The Life Insurance Association of Malaysia (LIAM) reported that only around half of Malaysians had life insurance and most of those were underinsured. U For Life wants to move that figure towards 75% by 2020. LIAM believes the goal is achievable, partly because the rise of Insurtech complements its existing pool of insurance agents and intermediaries.
In Thailand, Insurtech innovations are revolutionizing motor insurance
Thanks to a partnership between global insurance firm SSP and IMD Company Limited, insurers in Thailand can begin to digitise their services. “Ultimately our partnership will benefit Thai insurance customers as digital insurance focuses on better customer service, customer understanding and enabling customers to engage through their channel of choice, whether via agents, mobile, web or call centre,” IMD CEO Wiboon Thabsuwan declared.

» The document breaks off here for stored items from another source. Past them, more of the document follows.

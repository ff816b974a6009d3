//! Per-feature normalization
//!
//! Three variants behind one fit/transform/inverse_transform surface:
//! robust (median/IQR, the default), standard (mean/std), and a Yeo-Johnson
//! power transform for heavy-tailed features. All variants fit on the
//! non-missing entries of each column and pass NaN cells through untouched.

use ndarray::{Array1, Array2};
use serde::{Deserialize, Serialize};

const EPS: f64 = 1e-9;

/// Scaler variant selector, part of the training configuration.
#[derive(Debug, Clone, Copy, PartialEq, Eq, Serialize, Deserialize)]
#[serde(rename_all = "snake_case")]
pub enum ScalerKind {
    Robust,
    Standard,
    Power,
}

impl std::fmt::Display for ScalerKind {
    fn fmt(&self, f: &mut std::fmt::Formatter<'_>) -> std::fmt::Result {
        match self {
            ScalerKind::Robust => write!(f, "robust"),
            ScalerKind::Standard => write!(f, "standard"),
            ScalerKind::Power => write!(f, "power"),
        }
    }
}

impl std::str::FromStr for ScalerKind {
    type Err = anyhow::Error;

    fn from_str(s: &str) -> anyhow::Result<Self> {
        match s {
            "robust" => Ok(ScalerKind::Robust),
            "standard" => Ok(ScalerKind::Standard),
            "power" => Ok(ScalerKind::Power),
            other => anyhow::bail!("unknown scaler kind: {}", other),
        }
    }
}

/// A fitted scaler with serializable parameters.
#[derive(Debug, Clone, Serialize, Deserialize)]
#[serde(tag = "type", rename_all = "snake_case")]
pub enum Scaler {
    Robust(AffineScaler),
    Standard(AffineScaler),
    Power(PowerScaler),
}

impl Scaler {
    /// Fit the requested variant on a 2D sample.
    ///
    /// Per-column statistics ignore NaN entries; columns with near-zero
    /// spread get scale 1 so transform never divides by ~0.
    pub fn fit(kind: ScalerKind, x: &Array2<f64>, clip_std: Option<f64>) -> anyhow::Result<Self> {
        anyhow::ensure!(x.nrows() > 0, "cannot fit scaler on empty sample");
        match kind {
            ScalerKind::Robust => Ok(Scaler::Robust(AffineScaler::fit_robust(x, clip_std))),
            ScalerKind::Standard => Ok(Scaler::Standard(AffineScaler::fit_standard(x, clip_std))),
            ScalerKind::Power => Ok(Scaler::Power(PowerScaler::fit(x, clip_std))),
        }
    }

    pub fn kind(&self) -> ScalerKind {
        match self {
            Scaler::Robust(_) => ScalerKind::Robust,
            Scaler::Standard(_) => ScalerKind::Standard,
            Scaler::Power(_) => ScalerKind::Power,
        }
    }

    pub fn n_features(&self) -> usize {
        match self {
            Scaler::Robust(s) | Scaler::Standard(s) => s.center.len(),
            Scaler::Power(s) => s.lambdas.len(),
        }
    }

    pub fn transform(&self, x: &Array2<f64>) -> Array2<f64> {
        match self {
            Scaler::Robust(s) | Scaler::Standard(s) => s.transform(x),
            Scaler::Power(s) => s.transform(x),
        }
    }

    pub fn inverse_transform(&self, x: &Array2<f64>) -> Array2<f64> {
        match self {
            Scaler::Robust(s) | Scaler::Standard(s) => s.inverse_transform(x),
            Scaler::Power(s) => s.inverse_transform(x),
        }
    }

    /// Transform a single observation.
    pub fn transform_row(&self, x: &Array1<f64>) -> Array1<f64> {
        let matrix = x.clone().insert_axis(ndarray::Axis(0));
        self.transform(&matrix).row(0).to_owned()
    }
}

/// Shift-and-scale parameters shared by the robust and standard variants.
#[derive(Debug, Clone, Serialize, Deserialize)]
pub struct AffineScaler {
    pub center: Array1<f64>,
    pub scale: Array1<f64>,
    pub clip_std: Option<f64>,
}

impl AffineScaler {
    fn fit_robust(x: &Array2<f64>, clip_std: Option<f64>) -> Self {
        let d = x.ncols();
        let mut center = Array1::zeros(d);
        let mut scale = Array1::ones(d);

        for j in 0..d {
            let mut col: Vec<f64> = x.column(j).iter().copied().filter(|v| !v.is_nan()).collect();
            if col.is_empty() {
                continue;
            }
            col.sort_by(|a, b| a.partial_cmp(b).unwrap());
            center[j] = percentile_sorted(&col, 50.0);
            let iqr = percentile_sorted(&col, 75.0) - percentile_sorted(&col, 25.0);
            scale[j] = if iqr < EPS { 1.0 } else { iqr };
        }

        Self {
            center,
            scale,
            clip_std,
        }
    }

    fn fit_standard(x: &Array2<f64>, clip_std: Option<f64>) -> Self {
        let d = x.ncols();
        let mut center = Array1::zeros(d);
        let mut scale = Array1::ones(d);

        for j in 0..d {
            let col: Vec<f64> = x.column(j).iter().copied().filter(|v| !v.is_nan()).collect();
            if col.is_empty() {
                continue;
            }
            let (mean, std) = mean_std(&col);
            center[j] = mean;
            scale[j] = if std < EPS { 1.0 } else { std };
        }

        Self {
            center,
            scale,
            clip_std,
        }
    }

    fn transform(&self, x: &Array2<f64>) -> Array2<f64> {
        let mut out = x.clone();
        for j in 0..x.ncols().min(self.center.len()) {
            for v in out.column_mut(j).iter_mut() {
                if !v.is_nan() {
                    *v = (*v - self.center[j]) / self.scale[j];
                    if let Some(clip) = self.clip_std {
                        *v = v.clamp(-clip, clip);
                    }
                }
            }
        }
        out
    }

    fn inverse_transform(&self, x: &Array2<f64>) -> Array2<f64> {
        let mut out = x.clone();
        for j in 0..x.ncols().min(self.center.len()) {
            for v in out.column_mut(j).iter_mut() {
                if !v.is_nan() {
                    *v = *v * self.scale[j] + self.center[j];
                }
            }
        }
        out
    }
}

/// Yeo-Johnson power transform followed by standardization.
#[derive(Debug, Clone, Serialize, Deserialize)]
pub struct PowerScaler {
    pub lambdas: Array1<f64>,
    pub center: Array1<f64>,
    pub scale: Array1<f64>,
    pub clip_std: Option<f64>,
}

impl PowerScaler {
    fn fit(x: &Array2<f64>, clip_std: Option<f64>) -> Self {
        let d = x.ncols();
        let mut lambdas = Array1::ones(d);
        let mut center = Array1::zeros(d);
        let mut scale = Array1::ones(d);

        for j in 0..d {
            let col: Vec<f64> = x.column(j).iter().copied().filter(|v| !v.is_nan()).collect();
            if col.len() <= 10 {
                // Too few points to estimate a lambda, fall back to identity
                if !col.is_empty() {
                    let (mean, std) = mean_std(&col);
                    center[j] = mean;
                    scale[j] = if std < EPS { 1.0 } else { std };
                }
                continue;
            }

            let lambda = select_lambda(&col);
            lambdas[j] = lambda;

            let transformed: Vec<f64> = col.iter().map(|&v| yeo_johnson(v, lambda)).collect();
            let (mean, std) = mean_std(&transformed);
            center[j] = mean;
            scale[j] = if std < EPS { 1.0 } else { std };
        }

        Self {
            lambdas,
            center,
            scale,
            clip_std,
        }
    }

    fn transform(&self, x: &Array2<f64>) -> Array2<f64> {
        let mut out = x.clone();
        for j in 0..x.ncols().min(self.lambdas.len()) {
            for v in out.column_mut(j).iter_mut() {
                if !v.is_nan() {
                    *v = (yeo_johnson(*v, self.lambdas[j]) - self.center[j]) / self.scale[j];
                    if let Some(clip) = self.clip_std {
                        *v = v.clamp(-clip, clip);
                    }
                }
            }
        }
        out
    }

    fn inverse_transform(&self, x: &Array2<f64>) -> Array2<f64> {
        let mut out = x.clone();
        for j in 0..x.ncols().min(self.lambdas.len()) {
            for v in out.column_mut(j).iter_mut() {
                if !v.is_nan() {
                    let unscaled = *v * self.scale[j] + self.center[j];
                    *v = yeo_johnson_inverse(unscaled, self.lambdas[j]);
                }
            }
        }
        out
    }
}

/// Yeo-Johnson transform for one value.
fn yeo_johnson(x: f64, lambda: f64) -> f64 {
    if x >= 0.0 {
        if lambda.abs() < EPS {
            (x + 1.0).ln()
        } else {
            ((x + 1.0).powf(lambda) - 1.0) / lambda
        }
    } else if (lambda - 2.0).abs() < EPS {
        -(-x + 1.0).ln()
    } else {
        -((-x + 1.0).powf(2.0 - lambda) - 1.0) / (2.0 - lambda)
    }
}

/// Exact inverse of `yeo_johnson`.
fn yeo_johnson_inverse(y: f64, lambda: f64) -> f64 {
    if y >= 0.0 {
        if lambda.abs() < EPS {
            y.exp() - 1.0
        } else {
            (y * lambda + 1.0).powf(1.0 / lambda) - 1.0
        }
    } else if (lambda - 2.0).abs() < EPS {
        1.0 - (-y).exp()
    } else {
        1.0 - (-(2.0 - lambda) * y + 1.0).powf(1.0 / (2.0 - lambda))
    }
}

/// Profile log-likelihood of the Yeo-Johnson transform for a given lambda.
fn yj_log_likelihood(col: &[f64], lambda: f64) -> f64 {
    let n = col.len() as f64;
    let transformed: Vec<f64> = col.iter().map(|&v| yeo_johnson(v, lambda)).collect();
    let (_, std) = mean_std(&transformed);
    let var = (std * std).max(EPS);

    let jacobian: f64 = col
        .iter()
        .map(|&v| (lambda - 1.0) * v.signum() * (v.abs() + 1.0).ln())
        .sum();

    -0.5 * n * var.ln() + jacobian
}

/// Golden-section search for the lambda maximizing the YJ log-likelihood.
fn select_lambda(col: &[f64]) -> f64 {
    const GOLDEN: f64 = 0.618_033_988_749_894_8;
    let mut lo = -3.0_f64;
    let mut hi = 3.0_f64;

    let mut a = hi - GOLDEN * (hi - lo);
    let mut b = lo + GOLDEN * (hi - lo);
    let mut fa = yj_log_likelihood(col, a);
    let mut fb = yj_log_likelihood(col, b);

    for _ in 0..60 {
        if fa > fb {
            hi = b;
            b = a;
            fb = fa;
            a = hi - GOLDEN * (hi - lo);
            fa = yj_log_likelihood(col, a);
        } else {
            lo = a;
            a = b;
            fa = fb;
            b = lo + GOLDEN * (hi - lo);
            fb = yj_log_likelihood(col, b);
        }
        if (hi - lo).abs() < 1e-4 {
            break;
        }
    }

    0.5 * (lo + hi)
}

fn mean_std(values: &[f64]) -> (f64, f64) {
    let n = values.len() as f64;
    if n == 0.0 {
        return (0.0, 0.0);
    }
    let mean = values.iter().sum::<f64>() / n;
    let var = values.iter().map(|v| (v - mean).powi(2)).sum::<f64>() / n;
    (mean, var.sqrt())
}

/// Linear-interpolated percentile of an ascending-sorted slice.
fn percentile_sorted(sorted: &[f64], pct: f64) -> f64 {
    if sorted.is_empty() {
        return 0.0;
    }
    if sorted.len() == 1 {
        return sorted[0];
    }
    let rank = pct / 100.0 * (sorted.len() - 1) as f64;
    let lo = rank.floor() as usize;
    let hi = rank.ceil() as usize;
    let frac = rank - lo as f64;
    sorted[lo] + frac * (sorted[hi] - sorted[lo])
}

Indonesia could be a potential growth area for Insurtech
Indonesia, the fourth most populous country, has a significant protection gap too. In November 2016, just 7% of Indonesians had life insurance.
There are already hundreds of fintech companies. CekAja and Cekpremi allow users to view, compare, and buy insurance online easily. Jagadiri sells life insurance directly to clients by putting them in direct contact with underwriters.
Dumoli F Pardede from Indonesia Financial Services Authority claimed that Insurtech companies could help close the gap. Insurtech companies break down traditional barriers to buying insurance by offering solutions to simplify insurance complexities that deterred customers previously. In the case of Cekpremi, it also aims to mitigate the negative perception Indonesians have of the insurance industry.
Confusion surrounding the current rules is putting off some firms from moving into the digital space. Indonesia needs more action, such as regulatory reforms.
The whole insurance ecosystem is evolving
The growth of Insurtech affects the traditional insurance sector. Traditional insurers must adapt their offerings or risk losing relevance amidst the changing marketplace.Customers benefit from reduced premiums. Usage-based insurance generates data which companies use to provide more accurate premiums, passing on savings to the client.
The rise of insurtech and the data it generates creates new possibilities. In the US, customers can send a selfie to insurance companies for assessment and coverage proposal.
For the moment, Singapore leads the way, but country-specific insurtech innovations such as motor insurance in Thailand can drive forward the insurtech movement in the region and potentially have a global impact.
An AIA statement issued in 2015 added, “The widening protection gap underlines the growing need for innovative compelling and meaningful savings and protection offerings by consumers in markets all around the region.”
Massive protection gaps prove that the insurance ecosystem was not working in Southeast Asia. While insurtech will not lift people out of poverty, it is already showing benefits by making insurance readily available, easy to customise, and more affordable to all. Insurtech is shaking the market up, and the gaps are closing.